Input data »
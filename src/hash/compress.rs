//! SHA-1 compression function.

use super::{BLOCK_SIZE, STATE_WORDS, schedule::expand};

/// Additive constants, one per 20-round stage.
const ROUND_CONSTANTS: [u32; 4] = [0x5A82_7999, 0x6ED9_EBA1, 0x8F1B_BCDC, 0xCA62_C1D6];

#[inline(always)]
fn choice(b: u32, c: u32, d: u32) -> u32 {
    (b & c) | (!b & d)
}

#[inline(always)]
fn parity(b: u32, c: u32, d: u32) -> u32 {
    b ^ c ^ d
}

#[inline(always)]
fn majority(b: u32, c: u32, d: u32) -> u32 {
    (b & c) | (b & d) | (c & d)
}

/// Boolean mix and constant for `round`.
#[inline(always)]
pub(crate) fn round_function(round: usize, b: u32, c: u32, d: u32) -> (u32, u32) {
    match round {
        0..=19 => (choice(b, c, d), ROUND_CONSTANTS[0]),
        20..=39 => (parity(b, c, d), ROUND_CONSTANTS[1]),
        40..=59 => (majority(b, c, d), ROUND_CONSTANTS[2]),
        _ => (parity(b, c, d), ROUND_CONSTANTS[3]),
    }
}

/// Fold one 512-bit block into the chaining state.
///
/// Runs the 80 rounds over the working registers, then adds them back into
/// `state` modulo 2^32.
pub fn compress(state: &mut [u32; STATE_WORDS], block: &[u8; BLOCK_SIZE]) {
    let w = expand(block);

    let mut a = state[0];
    let mut b = state[1];
    let mut c = state[2];
    let mut d = state[3];
    let mut e = state[4];

    for (t, &word) in w.iter().enumerate() {
        let (f, k) = round_function(t, b, c, d);
        let temp = a
            .rotate_left(5)
            .wrapping_add(f)
            .wrapping_add(e)
            .wrapping_add(k)
            .wrapping_add(word);

        e = d;
        d = c;
        c = b.rotate_left(30);
        b = a;
        a = temp;
    }

    state[0] = state[0].wrapping_add(a);
    state[1] = state[1].wrapping_add(b);
    state[2] = state[2].wrapping_add(c);
    state[3] = state[3].wrapping_add(d);
    state[4] = state[4].wrapping_add(e);
}

#[cfg(test)]
mod tests {
    use super::*;
    use crate::hash::INITIAL_STATE;
    use crate::hash::padding::pad_bytes;

    #[test]
    fn choice_selects_c_or_d_by_b() {
        assert_eq!(choice(0xFFFF_0000, 0x1234_5678, 0x9ABC_DEF0), 0x1234_DEF0);
        assert_eq!(choice(0, 0xFFFF_FFFF, 0), 0);
    }

    #[test]
    fn majority_is_bitwise_vote() {
        assert_eq!(majority(0b1100, 0b1010, 0b0110), 0b1110);
        assert_eq!(majority(0, 0, u32::MAX), 0);
    }

    #[test]
    fn stage_boundaries() {
        let (b, c, d) = (0xF0F0_F0F0, 0xCCCC_CCCC, 0xAAAA_AAAA);
        assert_eq!(round_function(19, b, c, d), (choice(b, c, d), 0x5A82_7999));
        assert_eq!(round_function(20, b, c, d), (parity(b, c, d), 0x6ED9_EBA1));
        assert_eq!(round_function(39, b, c, d).1, 0x6ED9_EBA1);
        assert_eq!(round_function(40, b, c, d), (majority(b, c, d), 0x8F1B_BCDC));
        assert_eq!(round_function(59, b, c, d).1, 0x8F1B_BCDC);
        assert_eq!(round_function(60, b, c, d), (parity(b, c, d), 0xCA62_C1D6));
        assert_eq!(round_function(79, b, c, d).1, 0xCA62_C1D6);
    }

    #[test]
    fn single_block_abc() {
        let mut block = [0u8; BLOCK_SIZE];
        block.copy_from_slice(&pad_bytes(b"abc"));

        let mut state = INITIAL_STATE;
        compress(&mut state, &block);
        assert_eq!(
            state,
            [0xA999_3E36, 0x4706_816A, 0xBA3E_2571, 0x7850_C26C, 0x9CD0_D89D]
        );
    }

    #[test]
    fn state_carries_across_blocks() {
        let block = [0x5Au8; BLOCK_SIZE];
        let mut once = INITIAL_STATE;
        compress(&mut once, &block);
        let mut twice = once;
        compress(&mut twice, &block);
        assert_ne!(once, twice);
        assert_ne!(once, INITIAL_STATE);
    }
}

Exercise description » The task requires that all the material be restated word for word.

Task answer »
filename src/hash/compress.rs
//! SHA-1 compression function.

use super::{BLOCK_SIZE, STATE_WORDS, schedule::expand};

/// Additive constants, one per 20-round stage.
const ROUND_CONSTANTS: [u32; 4] = [0x5A82_7999, 0x6ED9_EBA1, 0x8F1B_BCDC, 0xCA62_C1D6];

#[inline(always)]
fn choice(b: u32, c: u32, d: u32) -> u32 {
    (b & c) | (!b & d)
}

#[inline(always)]
fn parity(b: u32, c: u32, d: u32) -> u32 {
    b ^ c ^ d
}

#[inline(always)]
fn majority(b: u32, c: u32, d: u32) -> u32 {
    (b & c) | (b & d) | (c & d)
}

/// Boolean mix and constant for `round`.
#[inline(always)]
pub(crate) fn round_function(round: usize, b: u32, c: u32, d: u32) -> (u32, u32) {
    match round {
        0..=19 => (choice(b, c, d), ROUND_CONSTANTS[0]),
        20..=39 => (parity(b, c, d), ROUND_CONSTANTS[1]),
        40..=59 => (majority(b, c, d), ROUND_CONSTANTS[2]),
        _ => (parity(b, c, d), ROUND_CONSTANTS[3]),
    }
}

/// Fold one 512-bit block into the chaining state.
///
/// Runs the 80 rounds over the working registers, then adds them back into
/// `state` modulo 2^32.
pub fn compress(state: &mut [u32; STATE_WORDS], block: &[u8; BLOCK_SIZE]) {
    let w = expand(block);

    let mut a = state[0];
    let mut b = state[1];
    let mut c = state[2];
    let mut d = state[3];
    let mut e = state[4];

    for (t, &word) in w.iter().enumerate() {
        let (f, k) = round_function(t, b, c, d);
        let temp = a
            .rotate_left(5)
            .wrapping_add(f)
            .wrapping_add(e)
            .wrapping_add(k)
            .wrapping_add(word);

        e = d;
        d = c;
        c = b.rotate_left(30);
        b = a;
        a = temp;
    }

    state[0] = state[0].wrapping_add(a);
    state[1] = state[1].wrapping_add(b);
    state[2] = state[2].wrapping_add(c);
    state[3] = state[3].wrapping_add(d);
    state[4] = state[4].wrapping_add(e);
}

#[cfg(test)]
mod tests {
    use super::*;
    use crate::hash::INITIAL_STATE;
    use crate::hash::padding::pad_bytes;

    #[test]
    fn choice_selects_c_or_d_by_b() {
        assert_eq!(choice(0xFFFF_0000, 0x1234_5678, 0x9ABC_DEF0), 0x1234_DEF0);
        assert_eq!(choice(0, 0xFFFF_FFFF, 0), 0);
    }

    #[test]
    fn majority_is_bitwise_vote() {
        assert_eq!(majority(0b1100, 0b1010, 0b0110), 0b1110);
        assert_eq!(majority(0, 0, u32::MAX), 0);
    }

    #[test]
    fn stage_boundaries() {
        let (b, c, d) = (0xF0F0_F0F0, 0xCCCC_CCCC, 0xAAAA_AAAA);
        assert_eq!(round_function(19, b, c, d), (choice(b, c, d), 0x5A82_7999));
        assert_eq!(round_function(20, b, c, d), (parity(b, c, d), 0x6ED9_EBA1));
        assert_eq!(round_function(39, b, c, d).1, 0x6ED9_EBA1);
        assert_eq!(round_function(40, b, c, d), (majority(b, c, d), 0x8F1B_BCDC));
        assert_eq!(round_function(59, b, c, d).1, 0x8F1B_BCDC);
        assert_eq!(round_function(60, b, c, d), (parity(b, c, d), 0xCA62_C1D6));
        assert_eq!(round_function(79, b, c, d).1, 0xCA62_C1D6);
    }

    #[test]
    fn single_block_abc() {
        let mut block = [0u8; BLOCK_SIZE];
        block.copy_from_slice(&pad_bytes(b"abc"));

        let mut state = INITIAL_STATE;
        compress(&mut state, &block);
        assert_eq!(
            state,
            [0xA999_3E36, 0x4706_816A, 0xBA3E_2571, 0x7850_C26C, 0x9CD0_D89D]
        );
    }

    #[test]
    fn state_carries_across_blocks() {
        let block = [0x5Au8; BLOCK_SIZE];
        let mut once = INITIAL_STATE;
        compress(&mut once, &block);
        let mut twice = once;
        compress(&mut twice, &block);
        assert_ne!(once, twice);
        assert_ne!(once, INITIAL_STATE);
    }
}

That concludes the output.